→ Prompt
Some lines below may hold the string "patterns". Count them and give only the total.

(Source material)

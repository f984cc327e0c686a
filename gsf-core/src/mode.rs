//! Spawner mode bitset.
//!
//! A cohort can be explained by one of three spawn patterns; the finder
//! tries the members of the set in a fixed order (multi, then single,
//! then mixed).

use std::fmt;
use std::ops::BitOr;

/// Set of spawner patterns the validator may accept under.
#[derive(Debug, Clone, Copy, PartialEq, Eq, Hash)]
pub struct SpawnerModeSet(u8);

impl SpawnerModeSet {
    /// One wave spawning the whole cohort.
    pub const MULTI: SpawnerModeSet = SpawnerModeSet(0b001);
    /// One entity per wave.
    pub const SINGLE: SpawnerModeSet = SpawnerModeSet(0b010);
    /// First wave of one, second wave of the rest.
    pub const MIXED: SpawnerModeSet = SpawnerModeSet(0b100);

    pub const fn empty() -> Self {
        SpawnerModeSet(0)
    }

    pub const fn is_empty(self) -> bool {
        self.0 == 0
    }

    pub const fn contains(self, other: SpawnerModeSet) -> bool {
        self.0 & other.0 == other.0
    }
}

impl Default for SpawnerModeSet {
    /// Multi and single; mixed is opt-in.
    fn default() -> Self {
        Self::MULTI | Self::SINGLE
    }
}

impl BitOr for SpawnerModeSet {
    type Output = SpawnerModeSet;

    fn bitor(self, rhs: SpawnerModeSet) -> SpawnerModeSet {
        SpawnerModeSet(self.0 | rhs.0)
    }
}

impl fmt::Display for SpawnerModeSet {
    fn fmt(&self, f: &mut fmt::Formatter<'_>) -> fmt::Result {
        let mut sep = "";
        for (bit, name) in [
            (Self::MULTI, "multi"),
            (Self::SINGLE, "single"),
            (Self::MIXED, "mixed"),
        ] {
            if self.contains(bit) {
                write!(f, "{sep}{name}")?;
                sep = ",";
            }
        }
        if self.is_empty() {
            write!(f, "none")?;
        }
        Ok(())
    }
}

#[cfg(test)]
mod tests {
    use super::*;

    #[test]
    fn default_is_multi_and_single() {
        let set = SpawnerModeSet::default();
        assert!(set.contains(SpawnerModeSet::MULTI));
        assert!(set.contains(SpawnerModeSet::SINGLE));
        assert!(!set.contains(SpawnerModeSet::MIXED));
    }

    #[test]
    fn union_and_membership() {
        let set = SpawnerModeSet::SINGLE | SpawnerModeSet::MIXED;
        assert!(!set.contains(SpawnerModeSet::MULTI));
        assert!(set.contains(SpawnerModeSet::SINGLE | SpawnerModeSet::MIXED));
        assert!(SpawnerModeSet::empty().is_empty());
        assert!(!set.is_empty());
    }

    #[test]
    fn display_lists_members_in_probe_order() {
        assert_eq!(SpawnerModeSet::default().to_string(), "multi,single");
        assert_eq!(SpawnerModeSet::MIXED.to_string(), "mixed");
        assert_eq!(SpawnerModeSet::empty().to_string(), "none");
    }
}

(End Source material)

→ Solution below
2